What we cannot see, nor understand, instigates more violent a response than any other. Adding weight to this hypothesis is the current chaos regarding the need for nuclear energy. Nuclear energy as an optimal alternative for fossil fuel-generated power has now come under global scrutiny as efforts to contain radioactive contamination at the disaster-hit Fukushima Daiichi nuclear plant in Japan fall short.
Nuclear safety at power plants embody three primary questions: How safe are the reactor designs? How effective are the emergency response mechanisms? And lastly, can the safety measures combat the repercussions of unprecedented events? Deliberations on these primary questions have consciously shaped nuclear safety mechanisms, especially since reactor accidents at the Three Mile Island in 1979 and Chernobyl in 1986. However, events at the Fukushima Daiichi nuclear plant have once again urged the international community to calculate the benefits of nuclear energy under the lurking shadow of a probable nuclear accident.
Amidst varied speculations, two main strands of explanations for the nuclear mayhem at Fukushima prevail. According to the first strand, the reactor design of the Mark I (Boiling Water Reactor) vessels have come under severe criticism for their single circuit mechanism which introduces the primary coolant (water) into the reactor core and then relies chiefly on its primary containment vessel (made of steel and concrete) to mitigate radiation exposure to the environment in case of any reactor accident. Concerns related to this reactor design stem from the probability of a core meltdown increase if cooling systems fail and the likelihood of the zirconium cladding (fuel assemblies and spent fuel) coming into contact with oxygen, amplifying the chances of hydrogen generation (resulting in an explosion), a situation currently unfolding at the Fukushima Daiichi nuclear plant.
The second strand focuses significantly on the emergency preparedness and response mechanisms. In Fukushima Daiichi nuclear power plant, the coolant pumps, regulated by an on-site generator would have ensured cooling of the reactor core after the control rods were inserted fully to cease nuclear fission right after the earthquake. However, when the tsunami destroyed these on-site generators, the coolant pumps fell back on battery generated power which ran out soon thereafter causing a furore to bring in mobile generators. It is this time gap between the switch from battery backup to mobile generators that has been speculated as the precipitating factor leading to the Fukushima nuclear accident. The point to be noted is that although the Fukushima nuclear plants had a multi-layered safety mechanism in place, operational difficulties catalyzed the mayhem.
In light of this evidence, it is important to once again turn towards the three fundamental questions regarding nuclear safety that formed the base of the deliberations in this article. The first question raised concerns about the safety of the type of reactor designs installed. In this regard even the IAEA asserts that the reactor designs should be such that they ensure that the nuclear installations are suited for reliable, stable and easily manageable operation, with its prime goal aimed at the prevention of nuclear accidents. However, the case of Fukushima Daiichi and that of Chernobyl add weight to the claim that in addition to safe reactor designs, operational verification and consistent assessment procedures cannot be ignored.

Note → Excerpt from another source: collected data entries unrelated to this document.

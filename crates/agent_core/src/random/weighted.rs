use super::GameRng;

/// Draw one item with probability proportional to its weight.
///
/// Negative weights count as zero. Returns `None` when the total weight is
/// zero (or the slice is empty); callers skip the event in that case.
pub fn weighted_pick<T: Copy>(rng: &mut GameRng, items: &[(T, f64)]) -> Option<T> {
    let total: f64 = items.iter().map(|(_, w)| w.max(0.0)).sum();
    if total <= 0.0 || !total.is_finite() {
        return None;
    }

    let mut remaining = rng.unit() * total;
    let mut last_positive = None;
    for &(item, weight) in items {
        let weight = weight.max(0.0);
        if weight == 0.0 {
            continue;
        }
        if remaining < weight {
            return Some(item);
        }
        remaining -= weight;
        last_positive = Some(item);
    }

    // Floating-point leftovers land on the last eligible item
    last_positive
}

#[cfg(test)]
mod tests {
    use super::*;
    use proptest::prelude::*;

    #[test]
    fn test_zero_total_weight_is_no_selection() {
        let mut rng = GameRng::seeded(3);
        assert_eq!(weighted_pick::<u32>(&mut rng, &[]), None);
        assert_eq!(weighted_pick(&mut rng, &[(1u32, 0.0), (2, 0.0)]), None);
        assert_eq!(weighted_pick(&mut rng, &[(1u32, -4.0)]), None);
    }

    #[test]
    fn test_single_positive_weight_always_wins() {
        let mut rng = GameRng::seeded(4);
        for _ in 0..200 {
            assert_eq!(weighted_pick(&mut rng, &[(1u32, 0.0), (2, 5.0), (3, 0.0)]), Some(2));
        }
    }

    #[test]
    fn test_distribution_follows_weights() {
        let mut rng = GameRng::seeded(5);
        let items = [(0usize, 1.0), (1usize, 3.0)];
        let mut counts = [0u32; 2];
        for _ in 0..20_000 {
            counts[weighted_pick(&mut rng, &items).unwrap()] += 1;
        }
        let share = counts[1] as f64 / 20_000.0;
        assert!((share - 0.75).abs() < 0.02, "heavy item share was {}", share);
    }

    proptest! {
        #[test]
        fn prop_never_picks_zero_weight(
            weights in proptest::collection::vec(0.0f64..10.0, 1..20),
            zero_at in 0usize..20,
            seed in any::<u64>()
        ) {
            let mut items: Vec<(usize, f64)> = weights.into_iter().enumerate().collect();
            let zero_at = zero_at % items.len();
            items[zero_at].1 = 0.0;

            let mut rng = GameRng::seeded(seed);
            if let Some(picked) = weighted_pick(&mut rng, &items) {
                prop_assert!(items[picked].1 > 0.0);
            } else {
                prop_assert!(items.iter().all(|(_, w)| *w == 0.0));
            }
        }
    }
}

The second question dealt with the efficacy of emergency response mechanisms at nuclear installations. Nuclear installations have an array of overlapping safety measures to provide optimal protection against any untoward event. However, an inference drawn from the Fukushima Daiichi case stipulates that despite having multiple back-up systems in place, operational inadequacy catalyzed escalation. This incident draws attention to what the IAEA identifies as the ‘systematic consideration of the man-machine interface’ wherein human factors form an important aspect of the development of operational requirements.
The third question deals with the viability of the safety measures against the probability of unprecedented events. While selecting a particular location for installing a nuclear plant, the history of the seismic activity particular to that region along with the region’s propensity towards natural disasters form a key factor which affects the final decision. Thus, most nuclear plants are built in a way so as to endure natural disasters. The case of the Kakrapar nuclear plant (which was hit by an earthquake in 2001) and that of Kalpakkam (which withstood the 2004 tsunami) in India demonstrate the above. However, in the occurrence of an unprecedented event, reactor designs and emergency mechanisms along with the efficacy of operational measures (that of the optimal manning of technical apparatus) dictate the turn of events.
Therefore, even though answers to these three questions provide an insight into the basics of safety at nuclear installations it should be remembered that ‘nuclear safety’ is not an absolute term; rather it is one that is evolving and requires constant upgrades along with the realization that the human factor is an important aspect of nuclear safety. More importantly, nuclear safety is also one that deserves a second chance.